▶ [TASK GOAL] Nothing past the line containing "pub(crate) async fn read_init<R>(lines: &mut" belongs in the output. Copy exactly every line of the data below from the first up to and including it.

(Dataset records)
//! Child side of a dedicated-process stage.
//!
//! The worker reads an init frame, rebuilds the stage from the registry and
//! runs an ordinary [`StageExecutor`] whose queues are pipe ends: input frames
//! come from stdin, outputs, fail records, log records and table updates go
//! to stdout.

use super::protocol::{
    decode_input, wrap_fail, wrap_log, wrap_output, ParentFrame, WorkerFrame, WorkerInit,
};
use crate::errors::WorkerError;
use crate::executor::{StageExecutor, StageObserver};
use crate::logging::TaskLogger;
use crate::queue::{FrameWriter, PipeQueue, PipeSender, SharedQueue, SharedSender};
use crate::stage::{FunctionRegistry, Stage};
use crate::task::{FailRecord, TaskError};
use serde_json::Value;
use std::process::ExitCode;
use std::sync::Arc;
use tokio::io::{AsyncBufRead, AsyncBufReadExt, BufReader, Lines};
use tracing::{debug, error, warn};

/// Mirrors executor events to the parent as frames.
struct FrameObserver {
    writer: Arc<FrameWriter>,
}

impl FrameObserver {
    fn send(&self, frame: &WorkerFrame) {
        if let Err(e) = self.writer.write(frame) {
            warn!(error = %e, "Failed to send table update");
        }
    }
}

impl StageObserver for FrameObserver {
    fn on_success(&self, task: &Value, result: &Value) {
        self.send(&WorkerFrame::Success {
            task: task.clone(),
            result: result.clone(),
        });
    }

    fn on_failure(&self, task: &Value, error: &TaskError) {
        self.send(&WorkerFrame::Failure {
            task: task.clone(),
            error: error.clone(),
        });
    }

    fn on_retry(&self, task: &Value, attempt: u32) {
        self.send(&WorkerFrame::Retry {
            task: task.clone(),
            attempt,
        });
    }

    fn on_duplicate(&self, task: &Value) {
        self.send(&WorkerFrame::Duplicate { task: task.clone() });
    }

    fn on_split(&self, count: u64) {
        self.send(&WorkerFrame::Split { count });
    }
}

/// Reads frames until the init frame.
pub(crate) async fn read_init<R>(lines: &mut Lines<R>) -> Result<WorkerInit, WorkerError>
where
    R: AsyncBufRead + Unpin,
{
    loop {
        let line = match lines.next_line().await {
            Ok(Some(line)) => line,
            Ok(None) => {
                return Err(WorkerError::Protocol(
                    "stdin closed before the init frame".to_string(),
                ))
            }
            Err(e) => {
                return Err(WorkerError::Protocol(format!(
                    "reading the init frame failed: {e}"
                )))
            }
        };
        if line.trim().is_empty() {
            continue;
        }
        return match serde_json::from_str::<ParentFrame>(&line) {
            Ok(ParentFrame::Init(init)) => Ok(init),
            Ok(ParentFrame::Input(_)) => Err(WorkerError::Protocol(
                "input frame received before the init frame".to_string(),
            )),
            Err(e) => Err(WorkerError::Protocol(format!("undecodable init frame: {e}"))),
        };
    }
}

fn fatal(writer: &FrameWriter, message: String) {
    error!(%message, "Stage worker failed");
    if let Err(e) = writer.write(&WorkerFrame::Fatal { message }) {
        error!(error = %e, "Could not report the failure to the parent");
    }
}

/// Runs the stage worker on this process's stdin and stdout.
pub(crate) async fn serve_stage(registry: &FunctionRegistry) -> ExitCode {
    let writer = Arc::new(FrameWriter::stdout());
    let mut lines = BufReader::new(tokio::io::stdin()).lines();

    let init = match read_init(&mut lines).await {
        Ok(init) => init,
        Err(e) => {
            fatal(&writer, e.to_string());
            return ExitCode::from(2);
        }
    };
    let function = match registry.resolve(&init.function) {
        Ok(function) => function,
        Err(e) => {
            fatal(&writer, e.to_string());
            return ExitCode::from(2);
        }
    };
    debug!(stage = %init.tag(), markers = init.expected_markers, "Stage worker initialised");

    let stage = Stage::from_parts(
        init.stage_name.clone(),
        function,
        init.kind,
        init.settings.clone(),
    );
    let input: SharedQueue<Value> = Arc::new(PipeQueue::spawn(
        lines,
        decode_input,
        init.expected_markers,
    ));
    let output: Option<SharedSender<Value>> = if init.has_output {
        Some(Arc::new(PipeSender::new(writer.clone(), wrap_output)))
    } else {
        None
    };
    let fail_queue: SharedSender<FailRecord> = Arc::new(PipeSender::new(writer.clone(), wrap_fail));
    let logger = TaskLogger::new(Arc::new(PipeSender::new(writer.clone(), wrap_log)), init.log_level);

    if let Err(e) = writer.write(&WorkerFrame::Ready) {
        error!(error = %e, "Could not reach the parent");
        return ExitCode::FAILURE;
    }

    let executor = StageExecutor::new(stage, input, output, fail_queue, logger, init.expected_markers)
        .with_observer(Arc::new(FrameObserver {
            writer: writer.clone(),
        }))
        .with_launcher(init.launcher.clone());

    match executor.run().await {
        Ok(counts) => {
            debug!(stage = %init.tag(), ?counts, "Stage worker finished");
            if let Err(e) = writer.write(&WorkerFrame::Finished) {
                error!(error = %e, "Could not report completion to the parent");
                return ExitCode::FAILURE;
            }
            ExitCode::SUCCESS
        }
        Err(e) => {
            fatal(&writer, e.to_string());
            ExitCode::FAILURE
        }
    }
}

#[cfg(test)]
mod tests {
    use super::*;
    use crate::logging::LogLevel;
    use crate::stage::{StageKind, StageSettings};
    use crate::worker::protocol::encode_line;
    use crate::worker::WorkerLauncher;

    fn init() -> WorkerInit {
        WorkerInit {
            stage_name: "Stage 1".to_string(),
            function: "double".to_string(),
            kind: StageKind::Standard,
            settings: StageSettings::default(),
            expected_markers: 1,
            has_output: true,
            log_level: LogLevel::Info,
            launcher: WorkerLauncher::default(),
        }
    }

    #[tokio::test]
    async fn test_read_init_skips_blank_lines() {
        let text = format!("\n{}", encode_line(&ParentFrame::Init(init())).unwrap());
        let mut lines = BufReader::new(text.as_bytes()).lines();
        let parsed = read_init(&mut lines).await.unwrap();
        assert_eq!(parsed, init());
        assert_eq!(parsed.tag(), "Stage 1[double]");
    }

    #[tokio::test]
    async fn test_read_init_rejects_input_first() {
        let text = r#"{"frame":"input","body":{"kind":"terminate"}}"#;
        let mut lines = BufReader::new(text.as_bytes()).lines();
        assert!(matches!(
            read_init(&mut lines).await,
            Err(WorkerError::Protocol(_))
        ));
    }

    #[tokio::test]
    async fn test_read_init_on_closed_stdin() {
        let mut lines = BufReader::new(&b""[..]).lines();
        let err = read_init(&mut lines).await.unwrap_err();
        assert!(err.to_string().contains("before the init frame"));
    }

    #[test]
    fn test_observer_writes_frames() {
        let buffer = Arc::new(parking_lot::Mutex::new(Vec::<u8>::new()));

        struct Shared(Arc<parking_lot::Mutex<Vec<u8>>>);
        impl std::io::Write for Shared {
            fn write(&mut self, buf: &[u8]) -> std::io::Result<usize> {
                self.0.lock().extend_from_slice(buf);
                Ok(buf.len())
            }
            fn flush(&mut self) -> std::io::Result<()> {
                Ok(())
            }
        }

        let observer = FrameObserver {
            writer: Arc::new(FrameWriter::new(Shared(buffer.clone()))),
        };
        observer.on_retry(&serde_json::json!(7), 2);
        observer.on_split(3);

        let text = String::from_utf8(buffer.lock().clone()).unwrap();
        let frames: Vec<WorkerFrame> = text
            .lines()
            .map(|l| serde_json::from_str(l).unwrap())
            .collect();
        assert_eq!(
            frames,
            vec![
                WorkerFrame::Retry {
                    task: serde_json::json!(7),
                    attempt: 2
                },
                WorkerFrame::Split { count: 3 },
            ]
        );
    }
}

▶ [OUTPUT FOR THIS TASK]
//! Child side of a dedicated-process stage.
//!
//! The worker reads an init frame, rebuilds the stage from the registry and
//! runs an ordinary [`StageExecutor`] whose queues are pipe ends: input frames
//! come from stdin, outputs, fail records, log records and table updates go
//! to stdout.

use super::protocol::{
    decode_input, wrap_fail, wrap_log, wrap_output, ParentFrame, WorkerFrame, WorkerInit,
};
use crate::errors::WorkerError;
use crate::executor::{StageExecutor, StageObserver};
use crate::logging::TaskLogger;
use crate::queue::{FrameWriter, PipeQueue, PipeSender, SharedQueue, SharedSender};
use crate::stage::{FunctionRegistry, Stage};
use crate::task::{FailRecord, TaskError};
use serde_json::Value;
use std::process::ExitCode;
use std::sync::Arc;
use tokio::io::{AsyncBufRead, AsyncBufReadExt, BufReader, Lines};
use tracing::{debug, error, warn};

/// Mirrors executor events to the parent as frames.
struct FrameObserver {
    writer: Arc<FrameWriter>,
}

impl FrameObserver {
    fn send(&self, frame: &WorkerFrame) {
        if let Err(e) = self.writer.write(frame) {
            warn!(error = %e, "Failed to send table update");
        }
    }
}

impl StageObserver for FrameObserver {
    fn on_success(&self, task: &Value, result: &Value) {
        self.send(&WorkerFrame::Success {
            task: task.clone(),
            result: result.clone(),
        });
    }

    fn on_failure(&self, task: &Value, error: &TaskError) {
        self.send(&WorkerFrame::Failure {
            task: task.clone(),
            error: error.clone(),
        });
    }

    fn on_retry(&self, task: &Value, attempt: u32) {
        self.send(&WorkerFrame::Retry {
            task: task.clone(),
            attempt,
        });
    }

    fn on_duplicate(&self, task: &Value) {
        self.send(&WorkerFrame::Duplicate { task: task.clone() });
    }

    fn on_split(&self, count: u64) {
        self.send(&WorkerFrame::Split { count });
    }
}

/// Reads frames until the init frame.
pub(crate) async fn read_init<R>(lines: &mut Lines<R>) -> Result<WorkerInit, WorkerError>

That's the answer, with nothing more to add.